Like my father, Harold falls into a coma, suffering from a medical emergency that would have been a small matter had he gone to the doctor earlier. For Harold, a simple fall creates a blockage of blood in his brain, and four months later he is in the hospital. My father was having bouts of dizziness and vertigo in early 2016. The vertigo got so bad that he checked himself into the hospital, and we learned he had had a major cerebellar stroke. He was comatose for several months before regaining his faculties, and just as I struggled with my obligations to a father who rarely lived up to his own parental duties, Harold’s son Danny (Adam Sandler) and his siblings Matthew (Ben Stiller) and Jean (Elizabeth Marvel) endure a whirlwind of emotions as their father lays in his hospital bed. I found much of myself in each of these characters, who respond to the difficulties of being raised by a narcissist in disparate, ineffective ways.

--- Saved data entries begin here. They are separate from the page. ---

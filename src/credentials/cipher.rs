//! Symmetric encryption for secrets stored in the SQL table
//!
//! AES-256-GCM with a random 96-bit nonce per value. Stored form is
//! base64(nonce || ciphertext), so one column holds everything needed to
//! decrypt.

use aes_gcm::{
    aead::{Aead, AeadCore, KeyInit, OsRng},
    Aes256Gcm, Nonce,
};
use base64::engine::general_purpose::STANDARD as b64;
use base64::Engine;

use crate::error::{BotError, Result};

const NONCE_LEN: usize = 12;

#[derive(Clone)]
pub struct SecretCipher {
    cipher: Aes256Gcm,
}

impl std::fmt::Debug for SecretCipher {
    fn fmt(&self, f: &mut std::fmt::Formatter<'_>) -> std::fmt::Result {
        f.write_str("SecretCipher(***)")
    }
}

impl SecretCipher {
    /// Fresh random key, base64 encoded
    pub fn generate_key() -> String {
        b64.encode(Aes256Gcm::generate_key(OsRng))
    }

    /// Build a cipher from a base64 key of 32 bytes
    pub fn from_base64(key: &str) -> Result<Self> {
        let raw = b64
            .decode(key.trim())
            .map_err(|e| BotError::Crypto(format!("Invalid key encoding: {}", e)))?;
        let cipher = Aes256Gcm::new_from_slice(&raw).map_err(|_| {
            BotError::Crypto(format!("Key must be 32 bytes, got {}", raw.len()))
        })?;
        Ok(Self { cipher })
    }

    pub fn encrypt(&self, plaintext: &str) -> Result<String> {
        let nonce = Aes256Gcm::generate_nonce(&mut OsRng);
        let ciphertext = self
            .cipher
            .encrypt(&nonce, plaintext.as_bytes())
            .map_err(|_| BotError::Crypto("Encryption failed".to_string()))?;

        let mut out = Vec::with_capacity(NONCE_LEN + ciphertext.len());
        out.extend_from_slice(&nonce);
        out.extend_from_slice(&ciphertext);
        Ok(b64.encode(out))
    }

    pub fn decrypt(&self, encoded: &str) -> Result<String> {
        let raw = b64
            .decode(encoded)
            .map_err(|e| BotError::Crypto(format!("Invalid ciphertext encoding: {}", e)))?;
        if raw.len() < NONCE_LEN {
            return Err(BotError::Crypto("Ciphertext too short".to_string()));
        }
        let (nonce, ciphertext) = raw.split_at(NONCE_LEN);
        let plaintext = self
            .cipher
            .decrypt(Nonce::from_slice(nonce), ciphertext)
            .map_err(|_| BotError::Crypto("Decryption failed: wrong key or tampered data".to_string()))?;
        String::from_utf8(plaintext).map_err(|e| BotError::Crypto(e.to_string()))
    }
}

Like Danny, I have spent much of my adulthood oscillating between bouts of rage at strangers and extreme sensitivity; he cries over the potential sale of Harold’s apartment (that he never really lived in), while I went to extreme lengths to try to stop my grandmother from selling her idyllic summer home. Both of us were grieving for a childhood we never quite had. Like Matthew, I hoped to satisfy my father with my accomplishments. But Matthew’s money only irritated Harold, and my father never mentioned any of my published work unless it supported a worldview he already held. Finally, like Jean, I found myself always relegated to the background. When my father was in the room, everyone was secondary.

"The Meyerowitz Stories" captures this greater complexity, but it also gets the details, rarely captured on film, right. The shock of seeing your father’s beard trimmed down when I first arrive. The feeling of closeness you have with the doctors and nursing staff, and the awkwardness you feel when you realize they will not reciprocate. The pain of seeing a man known for his loquaciousness reduced by brain injury to monosyllabism. The rollercoaster of good days and bad, and how eventually, they start to spiral down. The way a long stay in the hospital can lead to infections, to a trip to the ICU, to a meeting with the palliative care doctor, a pamphlet about end-of-life care, and instructions on what specific combination of words a dying person need to hear.

Harold gets better in the fictional story, but in real life, my father didn’t. He got pneumonia in both lungs, then developed sepsis, and the antibiotics ceased working. Eventually we decided to move him to hospice. I was actively involved in this decision, and for the first time, it felt like I was willfully participating in his well-being. The simple practice of caring for him made me love him more than ever before. He was on a heavy dose of morphine the day we took him off life support, and after the doctors left the room, I sat with him and stroked his beard, which the doctors had let grow back to its normal length because there was no reason to keep it trimmed.

I started talking, saying all the things they suggest. “I love you. I forgive you. Forgive me. Thank you. Goodbye.” He opened his eyes and rolled them over in my direction.

Did he see me?

Had he ever seen me?

I kept talking, He closed his eyes and did not open them again.

For all of my grappling with my feelings, and for all the lies that cinema tells about the death of a family member, this was as close to a "Magnolia Moment" as I was going to get. And yet frogs did not fall from the sky. He slipped away, and I am left searching the movies for answers, still struggling to make sense of a relationship that I couldn’t find the courage to scrutinize while he was alive. The credits have rolled, but I’m still waiting for the movie to end.